With the new Octopus release there is a new admin tool called cephadm. This tool is based on docker which means there is no need to install additional tools or libraries on your host. The only thing you need is a server running docker.

Prepare Your Ceph Nodes

To get everything installed on your Ceph cluster nodes make sure:

  1. You have a non-root Linux user
  2. The host names of each cluster member is available on the /etc/hosts on each node so that the can reach each other
  3. You have installed Docker on each Node. You can find the Official Docker Install Guide for Debian here.
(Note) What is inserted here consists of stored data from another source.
// This Source Code Form is subject to the terms of the Mozilla Public
// License, v. 2.0. If a copy of the MPL was not distributed with this
// file, You can obtain one at http://mozilla.org/MPL/2.0/.

//! Primitive operations on line segments and polylines in the plane:
//! measuring a segment, and scaling, rotating and translating a list
//! of points.  These are the affine building blocks used to lay a
//! copy of the Koch generator over an arbitrary segment.
//!
//! We don't need a Point type; a single Complex number is a Point,
//! with the real part as the x-component and the imaginary part as
//! the y-component.

use failure::Fail;
use num::{clamp, Complex};
use std::f64::consts::PI;

/// A point on the Cartesian plane.
pub type Point = Complex<f64>;

/// An ordered list of points describing a path.
pub type Polyline = Vec<Point>;

/// Failures of the segment operations.  A segment whose ends meet has
/// neither a direction nor a length to scale by.
#[derive(Debug, Fail, PartialEq)]
pub enum GeometryError {
    /// The segment starts and ends at the same point.
    #[fail(display = "segment from ({}, {}) has zero length", x, y)]
    DegenerateSegment {
        /// The x-component of the coincident ends.
        x: f64,
        /// The y-component of the coincident ends.
        y: f64,
    },

    /// The polyline has no points at all.
    #[fail(display = "polyline has no points")]
    EmptyPolyline,
}

fn check_segment(p1: Point, p2: Point) -> Result<(), GeometryError> {
    if p1 == p2 {
        return Err(GeometryError::DegenerateSegment { x: p1.re, y: p1.im });
    }
    Ok(())
}

/// The Euclidean distance between two points.
#[inline]
pub fn length(p1: Point, p2: Point) -> f64 {
    (p2 - p1).norm()
}

/// The unsigned angle, in radians within [0, π], between the segment
/// p1→p2 and the positive x-axis.
pub fn angle_to_horizontal(p1: Point, p2: Point) -> Result<f64, GeometryError> {
    check_segment(p1, p2)?;
    let cosine = (p2.re - p1.re) / length(p1, p2);
    Ok(clamp(cosine, -1.0, 1.0).acos())
}

/// The directed angle, in radians within [0, 2π), that carries the
/// positive x-axis onto the segment p1→p2.
pub fn direction(p1: Point, p2: Point) -> Result<f64, GeometryError> {
    let angle = angle_to_horizontal(p1, p2)?;
    if p2.im - p1.im < 0.0 {
        Ok(2.0 * PI - angle)
    } else {
        Ok(angle)
    }
}

/// Scale every point about the origin so that the first and last
/// points end up `desired_length` apart.  Note that this is not a
/// scale about the first point; a line that does not start at the
/// origin will move.
pub fn scale(points: &[Point], desired_length: f64) -> Result<Polyline, GeometryError> {
    let (first, last) = match (points.first(), points.last()) {
        (Some(first), Some(last)) => (*first, *last),
        _ => return Err(GeometryError::EmptyPolyline),
    };
    check_segment(first, last)?;
    let factor = desired_length / length(first, last);
    Ok(points.iter().map(|p| p * factor).collect())
}

/// Rotate every point about the origin by the direction of the
/// segment p1→p2.  A line lying along the positive x-axis comes out
/// pointing the same way as the segment.
pub fn rotate(points: &[Point], p1: Point, p2: Point) -> Result<Polyline, GeometryError> {
    let turn = Complex::from_polar(&1.0, &direction(p1, p2)?);
    Ok(points.iter().map(|p| p * turn).collect())
}

/// Shift every point so the origin lands on `new_origin`.
pub fn translate(points: &[Point], new_origin: Point) -> Polyline {
    points.iter().map(|p| p + new_origin).collect()
}
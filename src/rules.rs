use crate::error::{PipelineError, Result};
use crate::structs::{Entity, Value};
use serde::{Deserialize, Serialize};
use std::collections::BTreeMap;
use std::fs;
use std::path::Path;

/// Target case for string normalization
#[derive(Debug, Clone, Copy, PartialEq, Eq, Serialize, Deserialize)]
#[serde(rename_all = "lowercase")]
pub enum Case {
    Upper,
    Lower,
}

/// One cleaning step. Rules are applied in list order, each to the output of
/// the previous one.
#[derive(Debug, Clone, PartialEq, Serialize, Deserialize)]
#[serde(tag = "rule", rename_all = "snake_case")]
pub enum Rule {
    /// Remove whole-record duplicates, keeping the first occurrence.
    DropDuplicates,
    /// Drop records with a null in any of `columns` (all columns when empty).
    DropNulls {
        #[serde(default)]
        columns: Vec<String>,
    },
    FillNull { column: String, value: Value },
    ToNumeric { column: String },
    /// Keep records whose value lies in `[low, high]`; nulls are dropped.
    Range { column: String, low: f64, high: f64 },
    NormalizeCase { column: String, case: Case },
    ParseDate { column: String },
    DropColumns { columns: Vec<String> },
    RenameColumns { mapping: BTreeMap<String, String> },
    /// Keep only `columns`, in the given order.
    ReorderColumns { columns: Vec<String> },
}

impl Rule {
    pub fn name(&self) -> &'static str {
        match self {
            Rule::DropDuplicates => "drop_duplicates",
            Rule::DropNulls { .. } => "drop_nulls",
            Rule::FillNull { .. } => "fill_null",
            Rule::ToNumeric { .. } => "to_numeric",
            Rule::Range { .. } => "range",
            Rule::NormalizeCase { .. } => "normalize_case",
            Rule::ParseDate { .. } => "parse_date",
            Rule::DropColumns { .. } => "drop_columns",
            Rule::RenameColumns { .. } => "rename_columns",
            Rule::ReorderColumns { .. } => "reorder_columns",
        }
    }

    /// Columns that must exist for the rule to apply.
    pub fn columns(&self) -> Vec<&str> {
        match self {
            Rule::DropDuplicates => Vec::new(),
            Rule::DropNulls { columns }
            | Rule::DropColumns { columns }
            | Rule::ReorderColumns { columns } => {
                columns.iter().map(String::as_str).collect()
            }
            Rule::FillNull { column, .. }
            | Rule::ToNumeric { column }
            | Rule::Range { column, .. }
            | Rule::NormalizeCase { column, .. }
            | Rule::ParseDate { column } => vec![column.as_str()],
            Rule::RenameColumns { mapping } => mapping.keys().map(String::as_str).collect(),
        }
    }

    pub fn to_numeric(column: &str) -> Self {
        Rule::ToNumeric {
            column: column.to_string(),
        }
    }

    pub fn fill_null(column: &str, value: impl Into<Value>) -> Self {
        Rule::FillNull {
            column: column.to_string(),
            value: value.into(),
        }
    }

    pub fn range(column: &str, low: f64, high: f64) -> Self {
        Rule::Range {
            column: column.to_string(),
            low,
            high,
        }
    }

    pub fn normalize_case(column: &str, case: Case) -> Self {
        Rule::NormalizeCase {
            column: column.to_string(),
            case,
        }
    }

    pub fn parse_date(column: &str) -> Self {
        Rule::ParseDate {
            column: column.to_string(),
        }
    }
}

/// Default rule set for an entity.
///
/// Deduplication comes last so that rows collapsed into identical records by
/// coercion and fill rules are removed in the same pass.
pub fn default_rules(entity: Entity) -> Vec<Rule> {
    match entity {
        Entity::Customer => vec![
            Rule::parse_date("JoinDate"),
            Rule::to_numeric("OpenInvoices_num"),
            Rule::fill_null("OpenInvoices_num", 0i64),
            Rule::fill_null("RetentionCategory_Cat", "Unknown"),
            Rule::normalize_case("Region", Case::Upper),
            Rule::DropDuplicates,
        ],
        Entity::Product => vec![
            Rule::to_numeric("UnitPrice"),
            Rule::range("UnitPrice", 0.0, 10_000.0),
            Rule::to_numeric("RestockTime_days_num"),
            Rule::fill_null("Category", "Unknown"),
            Rule::normalize_case("Category", Case::Lower),
            Rule::DropDuplicates,
        ],
        Entity::Sale => vec![
            Rule::to_numeric("SaleAmount"),
            Rule::range("SaleAmount", 0.0, 100_000.0),
            Rule::fill_null("PaymentType_cat", "Unknown"),
            Rule::parse_date("SaleDate"),
            Rule::DropDuplicates,
        ],
    }
}

/// Per-entity rule sets. Entities without an override use [`default_rules`].
#[derive(Debug, Clone, Default, PartialEq, Serialize, Deserialize)]
#[serde(transparent)]
pub struct RuleBook {
    overrides: BTreeMap<Entity, Vec<Rule>>,
}

impl RuleBook {
    pub fn rules_for(&self, entity: Entity) -> Vec<Rule> {
        self.overrides
            .get(&entity)
            .cloned()
            .unwrap_or_else(|| default_rules(entity))
    }

    pub fn with_rules(mut self, entity: Entity, rules: Vec<Rule>) -> Self {
        self.overrides.insert(entity, rules);
        self
    }

    /// Parses a JSON rulebook such as
    /// `{"product": [{"rule": "range", "column": "UnitPrice", "low": 0, "high": 500}]}`.
    pub fn from_json(json: &str) -> Result<Self> {
        serde_json::from_str(json).map_err(|e| PipelineError::Rules(e.to_string()))
    }

    pub fn from_file(path: &Path) -> Result<Self> {
        let json = fs::read_to_string(path)?;
        serde_json::from_str(&json)
            .map_err(|e| PipelineError::Rules(format!("{}: {}", path.display(), e)))
    }
}

#[cfg(test)]
mod tests {
    use super::*;

    #[test]
    fn rulebook_overrides_only_named_entities() {
        let book = RuleBook::from_json(
            r#"{
                "product": [
                    {"rule": "drop_duplicates"},
                    {"rule": "range", "column": "UnitPrice", "low": 0, "high": 500},
                    {"rule": "normalize_case", "column": "Category", "case": "upper"},
                    {"rule": "fill_null", "column": "Supplier_cat", "value": "Unknown"}
                ]
            }"#,
        )
        .unwrap();

        assert_eq!(
            book.rules_for(Entity::Product),
            vec![
                Rule::DropDuplicates,
                Rule::range("UnitPrice", 0.0, 500.0),
                Rule::normalize_case("Category", Case::Upper),
                Rule::fill_null("Supplier_cat", "Unknown"),
            ]
        );
        assert_eq!(book.rules_for(Entity::Sale), default_rules(Entity::Sale));
    }

    #[test]
    fn unknown_rule_is_a_rulebook_error() {
        let err = RuleBook::from_json(r#"{"sale": [{"rule": "shuffle"}]}"#).unwrap_err();
        assert!(matches!(err, PipelineError::Rules(_)));
    }

    #[test]
    fn drop_nulls_defaults_to_every_column() {
        let book = RuleBook::from_json(r#"{"customer": [{"rule": "drop_nulls"}]}"#).unwrap();
        assert_eq!(
            book.rules_for(Entity::Customer),
            vec![Rule::DropNulls { columns: vec![] }]
        );
        assert!(book.rules_for(Entity::Customer)[0].columns().is_empty());
    }

    #[test]
    fn reorder_columns_requires_every_listed_column() {
        let book = RuleBook::from_json(
            r#"{"sale": [{"rule": "reorder_columns", "columns": ["SaleDate", "TransactionID"]}]}"#,
        )
        .unwrap();
        let rule = &book.rules_for(Entity::Sale)[0];
        assert_eq!(rule.name(), "reorder_columns");
        assert_eq!(rule.columns(), vec!["SaleDate", "TransactionID"]);
    }

    #[test]
    fn default_rule_sets_end_with_deduplication() {
        for entity in Entity::ALL {
            assert_eq!(default_rules(entity).last(), Some(&Rule::DropDuplicates));
        }
    }
}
You can verify if Docker ist installed on your nods with the command:

$ docker --version
Docker version 20.10.7, build f0df350

Using a Private Network

It is recommended that your Ceph cluster is installed using a private Network. In my example I am using the Network 1.0.0.0/24. It is fine if your nodes having public IP addresses too, as Ceph provides a Web Admin Tool which can be accessible via public internet name

In the following example I assume that your ceph cluster consists of 3 nodes:

  • node1 (running manager node) 1.0.0.3
  • node2 (standby manager node and ODS) 1.0.0.4
  • node3 (ODS) 1.0.0.5

Make sure that you can ping each of your cluster nodes from each node via your private network address!

$ ping node-2
PING node-2 (10.0.0.4) 56(84) bytes of data.
64 bytes from node-2 (10.0.0.4): icmp_seq=1 ttl=63 time=3.48 ms

Download the Tool ‘cephadm’

The complete installation is done from your first ceph node. (You can find general information about Ceph Octopus here.)

First you need to download the cephadm tool which is available on Github.

$ curl --silent --remote-name --location https://github.com/ceph/ceph/raw/octopus/src/cephadm/cephadm
$ sudo mv cephadm /usr/local/bin
$ sudo chmod +x /usr/local/bin/cephadm
$ sudo mkdir -p /etc/ceph

In the next step add the ceph debian package sources.

$ sudo cephadm add-repo --release octopus
$ sudo cephadm install ceph-common

Now your are ready to bootstrap your ceph cluster….

Bootstrap your Cluster

In the next you can now bootstrap you ceph cluster. Cephadm will install all services as docker containers including the Ceph Dashboard to monitor the status of your cluster.

sudo cephadm bootstrap --mon-ip <IP> --initial-dashboard-user admin --initial-dashboard-password YOURPASSWORD --dashboard-password-noupdate --skip-mon-network

Replace <ip> with the IP address of your first manager node within your cluster (node1). The password you give here is used for the Web Admin Dashboard.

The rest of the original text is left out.